I NOTE that the latest attempt to move the UK once again on to Central European Time (CET) has been "talked out" in the House of Commons ("Clock change bid runs out of time", The Herald, January 21).

I wonder what would have happened had there been a separate English Parliament? Possibly a change of time zone at the Scotland/England border?

The only vestige of partial geographical legitimacy for CET in these islands (including Ireland) would be for residents who live east of Greenwich in the south eastern corner of England.

The MP who proposed the change represents a constituency near Southend in that area.
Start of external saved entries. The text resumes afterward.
use axum::{
    extract::{DefaultBodyLimit, FromRef, FromRequest, Multipart, Path, Query, Request, State},
    http::StatusCode,
    response::Json,
    routing::{get, post},
    Router,
};
use axum_extra::extract::cookie::CookieJar;
use chrono::Utc;
use serde::{de::DeserializeOwned, Deserialize, Serialize};
use tracing::{info, warn};
use uuid::Uuid;

use crate::{
    account_service::AccountService,
    api_error,
    auth::{self, AuthUser, JwtKeys},
    card_service::CardService,
    content_extractor::{self, FileKind, WebFetcher, MAX_FILE_BYTES, MAX_FILE_CHARS, MAX_PAGE_CHARS, TRUNCATION_MARKER},
    errors::{ApiError, ErrorContext},
    llm_service::{DocumentInput, LLMService},
    models::*,
    quiz_service::QuizService,
};

// Import logging macros
use crate::{log_api_error, log_api_start, log_api_success, log_api_warn};

/// Page text sent to the model when generating from a URL.
pub const URL_PROMPT_CHARS: usize = 8_000;
/// Pages with less text than this are not worth a generation call.
pub const MIN_PAGE_CHARS: usize = 50;
/// Multipart bodies carry a little framing on top of the file itself.
const UPLOAD_BODY_LIMIT: usize = MAX_FILE_BYTES + 2 * 1024 * 1024;

#[derive(Clone)]
pub struct AppState {
    pub card_service: CardService,
    pub account_service: AccountService,
    pub llm_service: LLMService,
    pub quiz_service: QuizService,
    pub fetcher: WebFetcher,
    pub jwt: JwtKeys,
    pub cookie_secure: bool,
}

impl FromRef<AppState> for JwtKeys {
    fn from_ref(state: &AppState) -> Self {
        state.jwt.clone()
    }
}

#[derive(Serialize, Deserialize)]
pub struct ApiResponse<T> {
    pub success: bool,
    pub data: Option<T>,
    pub error: Option<String>,
}

impl<T> ApiResponse<T> {
    pub fn success(data: T) -> Self {
        Self {
            success: true,
            data: Some(data),
            error: None,
        }
    }

    pub fn error(message: String) -> Self {
        Self {
            success: false,
            data: None,
            error: Some(message),
        }
    }
}

#[derive(Debug, Serialize, Deserialize)]
pub struct MessageResponse {
    pub message: String,
}

impl MessageResponse {
    fn new(message: &str) -> Self {
        Self {
            message: message.to_string(),
        }
    }
}

#[derive(Debug, Serialize, Deserialize)]
pub struct SessionResponse {
    pub user: PublicUser,
}

#[derive(Debug, Serialize, Deserialize)]
pub struct SavedCards {
    pub cards: Vec<StudyCard>,
    pub count: usize,
}

type ErrorResponse = (StatusCode, Json<ApiResponse<()>>);
type HandlerResult<T> = Result<Json<ApiResponse<T>>, ErrorResponse>;

/// JSON request body whose rejections use the standard error envelope.
pub struct JsonBody<T>(pub T);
It is interesting that the skewed distribution of UK population permits some 75 MPs to represent that area (East Anglia, Kent and part of London and so on), and they are able in numbers to outvote the 59 MPs who currently represent Scotland. That the 59 Scottish MPs have to cover a huge geographical area compared with the 75 for Eastern England (which covers only some 25% of the landmass size of Scotland) shows the poverty of thinking which is increasingly trying to even up the number of constituents per MP with little regard to the amount of territory that different MPs have to cover, nor their constituencies' distance from Westminster.

The current proposal to replace three huge Highland constituencies with just two is the supreme example of this folly.

Many issues, such as time zones, are intrinsically territorial in nature rather than being rigidly population-based. The common complaint that Scotland spends more per head on health, for example, shows the simplistic effect of always thinking in population terms.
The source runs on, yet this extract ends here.